▽

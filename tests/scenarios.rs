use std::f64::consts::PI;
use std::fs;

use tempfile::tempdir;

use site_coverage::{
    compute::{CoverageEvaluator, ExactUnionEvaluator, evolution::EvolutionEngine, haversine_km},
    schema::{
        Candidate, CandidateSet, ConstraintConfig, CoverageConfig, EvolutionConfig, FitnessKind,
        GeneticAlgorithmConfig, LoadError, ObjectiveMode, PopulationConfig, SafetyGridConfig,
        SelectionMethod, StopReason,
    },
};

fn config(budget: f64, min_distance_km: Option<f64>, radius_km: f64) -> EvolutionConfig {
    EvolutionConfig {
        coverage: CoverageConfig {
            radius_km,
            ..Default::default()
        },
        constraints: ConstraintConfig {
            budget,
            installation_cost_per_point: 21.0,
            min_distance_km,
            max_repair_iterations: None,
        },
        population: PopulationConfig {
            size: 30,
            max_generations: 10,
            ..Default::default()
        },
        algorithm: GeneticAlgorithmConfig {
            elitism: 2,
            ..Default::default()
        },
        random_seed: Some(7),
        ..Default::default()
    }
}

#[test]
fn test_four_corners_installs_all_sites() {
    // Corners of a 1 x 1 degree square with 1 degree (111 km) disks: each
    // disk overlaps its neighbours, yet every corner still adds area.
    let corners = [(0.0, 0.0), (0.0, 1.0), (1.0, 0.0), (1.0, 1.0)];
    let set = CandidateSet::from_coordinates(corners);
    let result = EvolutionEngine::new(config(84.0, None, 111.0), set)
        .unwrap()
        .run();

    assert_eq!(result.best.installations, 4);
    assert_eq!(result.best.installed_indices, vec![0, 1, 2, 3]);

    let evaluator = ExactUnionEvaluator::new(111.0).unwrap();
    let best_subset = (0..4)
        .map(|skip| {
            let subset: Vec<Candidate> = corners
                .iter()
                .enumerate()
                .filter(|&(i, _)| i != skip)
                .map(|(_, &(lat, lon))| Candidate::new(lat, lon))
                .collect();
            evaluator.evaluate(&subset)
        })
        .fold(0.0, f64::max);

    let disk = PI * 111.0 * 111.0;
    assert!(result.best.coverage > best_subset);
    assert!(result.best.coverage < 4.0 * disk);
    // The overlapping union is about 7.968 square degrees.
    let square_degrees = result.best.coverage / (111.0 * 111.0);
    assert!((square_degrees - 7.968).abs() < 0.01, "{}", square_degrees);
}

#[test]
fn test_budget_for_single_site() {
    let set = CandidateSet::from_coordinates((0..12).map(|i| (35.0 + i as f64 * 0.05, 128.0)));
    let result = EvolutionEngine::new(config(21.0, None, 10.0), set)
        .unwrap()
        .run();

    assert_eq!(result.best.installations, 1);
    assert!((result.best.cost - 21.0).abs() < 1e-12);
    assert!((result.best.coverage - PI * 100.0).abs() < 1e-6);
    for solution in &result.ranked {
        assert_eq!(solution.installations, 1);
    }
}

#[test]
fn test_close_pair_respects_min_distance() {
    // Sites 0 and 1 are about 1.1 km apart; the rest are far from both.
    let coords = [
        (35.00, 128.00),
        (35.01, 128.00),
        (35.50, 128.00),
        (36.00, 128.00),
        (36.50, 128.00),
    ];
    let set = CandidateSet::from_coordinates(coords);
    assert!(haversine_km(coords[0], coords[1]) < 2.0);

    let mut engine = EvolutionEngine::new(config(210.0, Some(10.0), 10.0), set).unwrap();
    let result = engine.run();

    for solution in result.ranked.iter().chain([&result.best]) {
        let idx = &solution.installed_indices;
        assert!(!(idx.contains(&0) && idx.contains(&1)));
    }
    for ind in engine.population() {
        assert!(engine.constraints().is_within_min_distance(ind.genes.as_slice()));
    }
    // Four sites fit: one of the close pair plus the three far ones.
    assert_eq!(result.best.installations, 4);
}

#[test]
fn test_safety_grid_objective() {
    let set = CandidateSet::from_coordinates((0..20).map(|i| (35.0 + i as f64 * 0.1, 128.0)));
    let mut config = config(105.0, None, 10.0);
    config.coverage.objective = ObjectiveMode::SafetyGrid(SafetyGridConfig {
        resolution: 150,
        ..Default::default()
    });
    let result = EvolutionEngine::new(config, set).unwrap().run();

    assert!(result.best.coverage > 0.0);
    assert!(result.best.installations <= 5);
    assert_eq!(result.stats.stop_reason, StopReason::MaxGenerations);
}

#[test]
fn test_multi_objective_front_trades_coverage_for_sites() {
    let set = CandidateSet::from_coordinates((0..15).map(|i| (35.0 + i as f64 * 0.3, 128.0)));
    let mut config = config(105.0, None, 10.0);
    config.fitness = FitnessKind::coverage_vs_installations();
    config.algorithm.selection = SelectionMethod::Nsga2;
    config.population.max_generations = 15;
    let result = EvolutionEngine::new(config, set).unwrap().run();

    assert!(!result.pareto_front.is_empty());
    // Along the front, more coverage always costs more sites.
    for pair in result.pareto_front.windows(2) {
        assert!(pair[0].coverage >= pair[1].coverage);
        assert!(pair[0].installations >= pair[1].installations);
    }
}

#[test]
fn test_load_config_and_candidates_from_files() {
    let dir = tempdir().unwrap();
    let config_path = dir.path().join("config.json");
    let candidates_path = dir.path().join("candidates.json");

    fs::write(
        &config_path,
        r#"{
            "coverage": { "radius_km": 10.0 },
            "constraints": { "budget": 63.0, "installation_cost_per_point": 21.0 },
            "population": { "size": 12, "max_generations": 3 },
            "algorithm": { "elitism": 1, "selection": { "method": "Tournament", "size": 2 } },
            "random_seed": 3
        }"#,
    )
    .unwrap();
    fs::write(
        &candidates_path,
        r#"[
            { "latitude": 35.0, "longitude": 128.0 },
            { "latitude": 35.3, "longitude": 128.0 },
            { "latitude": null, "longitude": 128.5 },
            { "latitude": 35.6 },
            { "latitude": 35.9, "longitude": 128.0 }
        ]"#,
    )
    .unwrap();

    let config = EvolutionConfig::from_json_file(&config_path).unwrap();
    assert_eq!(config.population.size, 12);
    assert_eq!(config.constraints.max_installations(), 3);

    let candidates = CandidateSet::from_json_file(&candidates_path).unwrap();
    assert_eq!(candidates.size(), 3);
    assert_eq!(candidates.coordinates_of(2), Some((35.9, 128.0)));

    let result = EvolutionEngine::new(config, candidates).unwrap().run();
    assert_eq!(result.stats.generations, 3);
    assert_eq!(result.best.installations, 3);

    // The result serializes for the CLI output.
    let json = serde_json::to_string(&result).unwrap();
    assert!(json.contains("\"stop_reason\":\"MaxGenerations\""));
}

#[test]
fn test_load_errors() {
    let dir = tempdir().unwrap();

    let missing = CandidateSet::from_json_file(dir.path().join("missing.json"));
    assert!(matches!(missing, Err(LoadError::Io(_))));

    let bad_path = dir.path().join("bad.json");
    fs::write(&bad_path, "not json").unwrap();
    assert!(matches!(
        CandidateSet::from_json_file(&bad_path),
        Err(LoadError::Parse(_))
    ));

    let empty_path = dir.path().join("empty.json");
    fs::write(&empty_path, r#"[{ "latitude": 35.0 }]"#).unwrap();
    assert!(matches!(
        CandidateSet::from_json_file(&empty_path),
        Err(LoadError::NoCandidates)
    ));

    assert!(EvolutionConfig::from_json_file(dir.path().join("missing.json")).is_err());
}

△

Word for word, restate the lines above.

filename tests/scenarios.rs
use std::f64::consts::PI;
use std::fs;

use tempfile::tempdir;

use site_coverage::{
    compute::{CoverageEvaluator, ExactUnionEvaluator, evolution::EvolutionEngine, haversine_km},
    schema::{
        Candidate, CandidateSet, ConstraintConfig, CoverageConfig, EvolutionConfig, FitnessKind,
        GeneticAlgorithmConfig, LoadError, ObjectiveMode, PopulationConfig, SafetyGridConfig,
        SelectionMethod, StopReason,
    },
};

fn config(budget: f64, min_distance_km: Option<f64>, radius_km: f64) -> EvolutionConfig {
    EvolutionConfig {
        coverage: CoverageConfig {
            radius_km,
            ..Default::default()
        },
        constraints: ConstraintConfig {
            budget,
            installation_cost_per_point: 21.0,
            min_distance_km,
            max_repair_iterations: None,
        },
        population: PopulationConfig {
            size: 30,
            max_generations: 10,
            ..Default::default()
        },
        algorithm: GeneticAlgorithmConfig {
            elitism: 2,
            ..Default::default()
        },
        random_seed: Some(7),
        ..Default::default()
    }
}

#[test]
fn test_four_corners_installs_all_sites() {
    // Corners of a 1 x 1 degree square with 1 degree (111 km) disks: each
    // disk overlaps its neighbours, yet every corner still adds area.
    let corners = [(0.0, 0.0), (0.0, 1.0), (1.0, 0.0), (1.0, 1.0)];
    let set = CandidateSet::from_coordinates(corners);
    let result = EvolutionEngine::new(config(84.0, None, 111.0), set)
        .unwrap()
        .run();

    assert_eq!(result.best.installations, 4);
    assert_eq!(result.best.installed_indices, vec![0, 1, 2, 3]);

    let evaluator = ExactUnionEvaluator::new(111.0).unwrap();
    let best_subset = (0..4)
        .map(|skip| {
            let subset: Vec<Candidate> = corners
                .iter()
                .enumerate()
                .filter(|&(i, _)| i != skip)
                .map(|(_, &(lat, lon))| Candidate::new(lat, lon))
                .collect();
            evaluator.evaluate(&subset)
        })
        .fold(0.0, f64::max);

    let disk = PI * 111.0 * 111.0;
    assert!(result.best.coverage > best_subset);
    assert!(result.best.coverage < 4.0 * disk);
    // The overlapping union is about 7.968 square degrees.
    let square_degrees = result.best.coverage / (111.0 * 111.0);
    assert!((square_degrees - 7.968).abs() < 0.01, "{}", square_degrees);
}

#[test]
fn test_budget_for_single_site() {
    let set = CandidateSet::from_coordinates((0..12).map(|i| (35.0 + i as f64 * 0.05, 128.0)));
    let result = EvolutionEngine::new(config(21.0, None, 10.0), set)
        .unwrap()
        .run();

    assert_eq!(result.best.installations, 1);
    assert!((result.best.cost - 21.0).abs() < 1e-12);
    assert!((result.best.coverage - PI * 100.0).abs() < 1e-6);
    for solution in &result.ranked {
        assert_eq!(solution.installations, 1);
    }
}

#[test]
fn test_close_pair_respects_min_distance() {
    // Sites 0 and 1 are about 1.1 km apart; the rest are far from both.
    let coords = [
        (35.00, 128.00),
        (35.01, 128.00),
        (35.50, 128.00),
        (36.00, 128.00),
        (36.50, 128.00),
    ];
    let set = CandidateSet::from_coordinates(coords);
    assert!(haversine_km(coords[0], coords[1]) < 2.0);

    let mut engine = EvolutionEngine::new(config(210.0, Some(10.0), 10.0), set).unwrap();
    let result = engine.run();

    for solution in result.ranked.iter().chain([&result.best]) {
        let idx = &solution.installed_indices;
        assert!(!(idx.contains(&0) && idx.contains(&1)));
    }
    for ind in engine.population() {
        assert!(engine.constraints().is_within_min_distance(ind.genes.as_slice()));
    }
    // Four sites fit: one of the close pair plus the three far ones.
    assert_eq!(result.best.installations, 4);
}

#[test]
fn test_safety_grid_objective() {
    let set = CandidateSet::from_coordinates((0..20).map(|i| (35.0 + i as f64 * 0.1, 128.0)));
    let mut config = config(105.0, None, 10.0);
    config.coverage.objective = ObjectiveMode::SafetyGrid(SafetyGridConfig {
        resolution: 150,
        ..Default::default()
    });
    let result = EvolutionEngine::new(config, set).unwrap().run();

    assert!(result.best.coverage > 0.0);
    assert!(result.best.installations <= 5);
    assert_eq!(result.stats.stop_reason, StopReason::MaxGenerations);
}

#[test]
fn test_multi_objective_front_trades_coverage_for_sites() {
    let set = CandidateSet::from_coordinates((0..15).map(|i| (35.0 + i as f64 * 0.3, 128.0)));
    let mut config = config(105.0, None, 10.0);
    config.fitness = FitnessKind::coverage_vs_installations();
    config.algorithm.selection = SelectionMethod::Nsga2;
    config.population.max_generations = 15;
    let result = EvolutionEngine::new(config, set).unwrap().run();

    assert!(!result.pareto_front.is_empty());
    // Along the front, more coverage always costs more sites.
    for pair in result.pareto_front.windows(2) {
        assert!(pair[0].coverage >= pair[1].coverage);
        assert!(pair[0].installations >= pair[1].installations);
    }
}

#[test]
fn test_load_config_and_candidates_from_files() {
    let dir = tempdir().unwrap();
    let config_path = dir.path().join("config.json");
    let candidates_path = dir.path().join("candidates.json");

    fs::write(
        &config_path,
        r#"{
            "coverage": { "radius_km": 10.0 },
            "constraints": { "budget": 63.0, "installation_cost_per_point": 21.0 },
            "population": { "size": 12, "max_generations": 3 },
            "algorithm": { "elitism": 1, "selection": { "method": "Tournament", "size": 2 } },
            "random_seed": 3
        }"#,
    )
    .unwrap();
    fs::write(
        &candidates_path,
        r#"[
            { "latitude": 35.0, "longitude": 128.0 },
            { "latitude": 35.3, "longitude": 128.0 },
            { "latitude": null, "longitude": 128.5 },
            { "latitude": 35.6 },
            { "latitude": 35.9, "longitude": 128.0 }
        ]"#,
    )
    .unwrap();

    let config = EvolutionConfig::from_json_file(&config_path).unwrap();
    assert_eq!(config.population.size, 12);
    assert_eq!(config.constraints.max_installations(), 3);

    let candidates = CandidateSet::from_json_file(&candidates_path).unwrap();
    assert_eq!(candidates.size(), 3);
    assert_eq!(candidates.coordinates_of(2), Some((35.9, 128.0)));

    let result = EvolutionEngine::new(config, candidates).unwrap().run();
    assert_eq!(result.stats.generations, 3);
    assert_eq!(result.best.installations, 3);

    // The result serializes for the CLI output.
    let json = serde_json::to_string(&result).unwrap();
    assert!(json.contains("\"stop_reason\":\"MaxGenerations\""));
}

#[test]
fn test_load_errors() {
    let dir = tempdir().unwrap();

    let missing = CandidateSet::from_json_file(dir.path().join("missing.json"));
    assert!(matches!(missing, Err(LoadError::Io(_))));

    let bad_path = dir.path().join("bad.json");
    fs::write(&bad_path, "not json").unwrap();
    assert!(matches!(
        CandidateSet::from_json_file(&bad_path),
        Err(LoadError::Parse(_))
    ));

    let empty_path = dir.path().join("empty.json");
    fs::write(&empty_path, r#"[{ "latitude": 35.0 }]"#).unwrap();
    assert!(matches!(
        CandidateSet::from_json_file(&empty_path),
        Err(LoadError::NoCandidates)
    ));

    assert!(EvolutionConfig::from_json_file(dir.path().join("missing.json")).is_err());
}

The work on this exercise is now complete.